DLBCL data analysis, due to the small samples size, was performed using the single slide method developed previously44 and implemented in the sma package (https://cran.r-project.org/package=sma) in R. Statistically significant differential expression was defined as an LOD score larger than 1.

Enrichment and functional annotation analysis (FAA) of the FL samples cohort

FAA of DE genes was based on Gene Ontology (GO) and (Kyoto Encyclopedia of Genes and Genomes (KEGG) terms enrichment, using the GOStats R package. For each GO term, a p-value is calculated representing the probability that the observed numbers of genes could have resulted from randomly distributing this GO term between the tested and reference groups.
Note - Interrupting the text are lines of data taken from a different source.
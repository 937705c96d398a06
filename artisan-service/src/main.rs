use artisan_service::config::ArtisanConfig;
use artisan_service::startup::Application;
use service_core::observability::{init_metrics, init_tracing};

#[tokio::main]
async fn main() -> anyhow::Result<()> {
    dotenvy::dotenv().ok();

    let config = ArtisanConfig::load()?;

    init_tracing(
        "artisan-service",
        &config.common.log_level,
        config.otlp_endpoint.as_deref(),
    );
    init_metrics();

    tracing::info!(
        port = config.common.port,
        catalog = ?config.catalog.backend,
        media_dir = %config.media.dir.display(),
        originals_dir = %config.media.originals_dir.display(),
        genai_key_present = config.genai.key_present(),
        "Starting artisan-service"
    );

    let application = Application::build(config).await?;
    application.run_until_stopped().await?;

    tracing::info!("Service shutdown complete");
    Ok(())
}
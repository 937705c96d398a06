use crate::startup::AppState;
use axum::{
    extract::State,
    http::{header, StatusCode},
    response::IntoResponse,
    Json,
};
use serde_json::json;
use service_core::error::AppError;

pub async fn root(State(state): State<AppState>) -> impl IntoResponse {
    Json(json!({
        "message": "Artisan catalog API is running",
        "gemini_loaded": state.storyteller.is_configured(),
        "static_mounted": true,
        "backend_origin": state.config.public.backend_origin,
    }))
}

pub async fn health_check(State(state): State<AppState>) -> impl IntoResponse {
    let (status, label) = match state.catalog.health_check().await {
        Ok(()) => (StatusCode::OK, "ok"),
        Err(_) => (StatusCode::SERVICE_UNAVAILABLE, "unhealthy"),
    };

    (
        status,
        Json(json!({
            "status": label,
            "service": "artisan-service",
            "version": env!("CARGO_PKG_VERSION")
        })),
    )
}

pub async fn readiness_check(State(state): State<AppState>) -> Result<impl IntoResponse, AppError> {
    state
        .catalog
        .health_check()
        .await
        .map_err(|_| AppError::ServiceUnavailable)?;
    Ok(Json(json!({ "status": "ready" })))
}

pub async fn metrics() -> impl IntoResponse {
    (
        [(header::CONTENT_TYPE, "text/plain; version=0.0.4")],
        service_core::observability::render_metrics(),
    )
}

/// Reports whether a GenAI key is configured and the provider accepts it.
pub async fn check_gemini(State(state): State<AppState>) -> impl IntoResponse {
    let key_present = state.config.genai.key_present();

    let (client_init_ok, client_error) = match state.storyteller.provider() {
        Some(provider) => match provider.health_check().await {
            Ok(()) => (true, None),
            Err(e) => (false, Some(e.to_string())),
        },
        None if key_present => (false, Some("GenAI client not initialized".to_string())),
        None => (false, None),
    };

    Json(json!({
        "key_present": key_present,
        "client_init_ok": client_init_ok,
        "client_error": client_error,
    }))
}
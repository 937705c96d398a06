use crate::models::Product;
use serde::{Deserialize, Serialize};

/// Public URL of an enhanced image.
///
/// Absolute when the service knows its public origin, otherwise relative.
pub fn image_url(origin: Option<&str>, image_key: &str) -> String {
    match origin {
        Some(origin) => format!("{}/static/{}", origin, image_key),
        None => format!("/static/{}", image_key),
    }
}

#[derive(Debug, Serialize, Deserialize)]
pub struct ProductSummary {
    pub id: String,
    pub name: String,
    pub description: String,
    pub price: String,
    pub image_url: String,
}

impl ProductSummary {
    pub fn new(product: Product, origin: Option<&str>) -> Self {
        Self {
            image_url: image_url(origin, &product.image_key),
            id: product.id,
            name: product.name,
            description: product.description,
            price: product.price,
        }
    }
}

#[derive(Debug, Serialize, Deserialize)]
pub struct ProductCreatedResponse {
    pub id: String,
    /// URL of the enhanced image.
    pub image: String,
    pub enhanced: bool,
}

#[derive(Debug, Serialize, Deserialize)]
pub struct StatusResponse {
    pub status: String,
    pub id: String,
}

impl StatusResponse {
    pub fn new(status: &str, id: impl Into<String>) -> Self {
        Self {
            status: status.to_string(),
            id: id.into(),
        }
    }
}
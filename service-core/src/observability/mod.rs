pub mod logging;
pub mod metrics;

pub use logging::init_tracing;
pub use metrics::{init_metrics, render_metrics};
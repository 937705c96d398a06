pub mod catalog;
pub mod enhancer;
pub mod memory;
pub mod providers;
pub mod storage;
pub mod storyteller;

pub use catalog::{CatalogStore, MongoCatalog};
pub use enhancer::{EnhancedImage, ImageEnhancer, PhotoEnhancer};
pub use memory::InMemoryCatalog;
pub use storage::{LocalStorage, Storage};
pub use storyteller::{Enrichment, Storyteller};
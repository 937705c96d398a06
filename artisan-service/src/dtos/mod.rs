pub mod artisans;
pub mod products;
pub mod search;
pub mod story;

pub use artisans::{
    ArtisanProfile, ArtisanSummary, FindArtisanParams, RegisterArtisanForm,
    RegisterArtisanResponse, UpdateArtisanForm,
};
pub use products::{image_url, ProductCreatedResponse, ProductSummary, StatusResponse};
pub use search::{SearchArtisan, SearchParams, SearchResult};
pub use story::{QuestionsParams, QuestionsResponse, StoryRequest, StoryResponse};
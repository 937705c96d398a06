use axum::{
    extract::Request,
    http::{HeaderName, HeaderValue, header},
    middleware::Next,
    response::IntoResponse,
};

const SECURITY_HEADERS: [(HeaderName, &str); 4] = [
    (header::X_CONTENT_TYPE_OPTIONS, "nosniff"),
    (header::X_FRAME_OPTIONS, "DENY"),
    (
        header::STRICT_TRANSPORT_SECURITY,
        "max-age=31536000; includeSubDomains",
    ),
    (header::REFERRER_POLICY, "strict-origin-when-cross-origin"),
];

/// Add the fixed security headers to every response, including static files.
pub async fn security_headers_middleware(req: Request, next: Next) -> impl IntoResponse {
    let mut response = next.run(req).await;
    let headers = response.headers_mut();

    for (name, value) in SECURITY_HEADERS {
        headers.insert(name, HeaderValue::from_static(value));
    }

    response
}

#[cfg(test)]
mod tests {
    use super::*;
    use axum::{Router, body::Body, middleware::from_fn, routing::get};
    use tower::ServiceExt;

    #[tokio::test]
    async fn headers_are_added() {
        let app = Router::new()
            .route("/", get(|| async { "ok" }))
            .layer(from_fn(security_headers_middleware));

        let response = app
            .oneshot(
                axum::http::Request::builder()
                    .uri("/")
                    .body(Body::empty())
                    .unwrap(),
            )
            .await
            .unwrap();

        assert_eq!(response.headers()["x-content-type-options"], "nosniff");
        assert_eq!(response.headers()["x-frame-options"], "DENY");
        assert!(response.headers().contains_key("referrer-policy"));
    }
}
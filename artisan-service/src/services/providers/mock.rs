//! Mock provider for tests and offline runs.

use super::{FinishReason, GenerationParams, ProviderError, ProviderResponse, TextProvider};
use async_trait::async_trait;
use std::collections::VecDeque;
use std::sync::Mutex;

/// Mock text provider.
///
/// Replies are served from a queue in order; once it is empty the provider
/// echoes the prompt. A failing mock returns `NetworkError` for every call.
pub struct MockTextProvider {
    replies: Mutex<VecDeque<String>>,
    prompts: Mutex<Vec<String>>,
    failing: bool,
}

impl MockTextProvider {
    pub fn new() -> Self {
        Self {
            replies: Mutex::new(VecDeque::new()),
            prompts: Mutex::new(Vec::new()),
            failing: false,
        }
    }

    pub fn with_replies<I, S>(replies: I) -> Self
    where
        I: IntoIterator<Item = S>,
        S: Into<String>,
    {
        Self {
            replies: Mutex::new(replies.into_iter().map(Into::into).collect()),
            ..Self::new()
        }
    }

    pub fn failing() -> Self {
        Self {
            failing: true,
            ..Self::new()
        }
    }

    /// Prompts received so far, oldest first.
    pub fn prompts(&self) -> Vec<String> {
        self.prompts
            .lock()
            .map(|prompts| prompts.clone())
            .unwrap_or_default()
    }
}

impl Default for MockTextProvider {
    fn default() -> Self {
        Self::new()
    }
}

#[async_trait]
impl TextProvider for MockTextProvider {
    async fn generate(
        &self,
        prompt: &str,
        _params: &GenerationParams,
    ) -> Result<ProviderResponse, ProviderError> {
        if let Ok(mut prompts) = self.prompts.lock() {
            prompts.push(prompt.to_string());
        }

        if self.failing {
            return Err(ProviderError::NetworkError(
                "mock provider unavailable".to_string(),
            ));
        }

        let text = self
            .replies
            .lock()
            .ok()
            .and_then(|mut replies| replies.pop_front())
            .unwrap_or_else(|| format!("Mock response for: {}", prompt));

        Ok(ProviderResponse {
            input_tokens: prompt.len() as i32 / 4,
            output_tokens: text.len() as i32 / 4,
            text: Some(text),
            finish_reason: FinishReason::Complete,
        })
    }

    async fn health_check(&self) -> Result<(), ProviderError> {
        if self.failing {
            Err(ProviderError::NetworkError(
                "mock provider unavailable".to_string(),
            ))
        } else {
            Ok(())
        }
    }

    fn name(&self) -> &'static str {
        "mock"
    }
}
We first found the set of all unique GO terms within the ontology that are associated with one or more of the genes of interest. Next, we determined how many of the selected DE genes are annotated at each term and how many of the genes represented on the microarray are annotated at the term. The test evaluated if there are more interesting genes at the term than one might expect by chance. For each GO term, a p-value is calculated representing the probability that the observed numbers of genes could have resulted from randomly distributing this GO term between the tested group and the reference group.

Analysis of microarray datasets

DE-ICT genes were identified as previously described.

GSE32018 contains data from 27 FLs compared to 7 lymph nodes. GSE9327 contains data from 33 FL, compared with 8 reactive lymph nodes. The GSE65135 contains data from 14 FLs, compared to the RNA from B cells from the tonsils of 5 healthy subjects.

The GSE12195 dataset, chosen on the basis of the characteristic of our cohort, contains data from 71 DLBCL and their DE genes are compared to centrocytes purified from the tonsils of 5 healthy subjects.

TCGA meta-analysis

Was performed using the Cbioportal website45,46.

Literature-based molecular network generation

Was performed using ProteinQuest (PQ, BioDigitalValley s.r.l.; www.proteinquest.com/pq/), a web-based platform for biomedical literature retrieval and analysis that retrieves PubMed abstracts and the text of the image captions from free full-text articles26.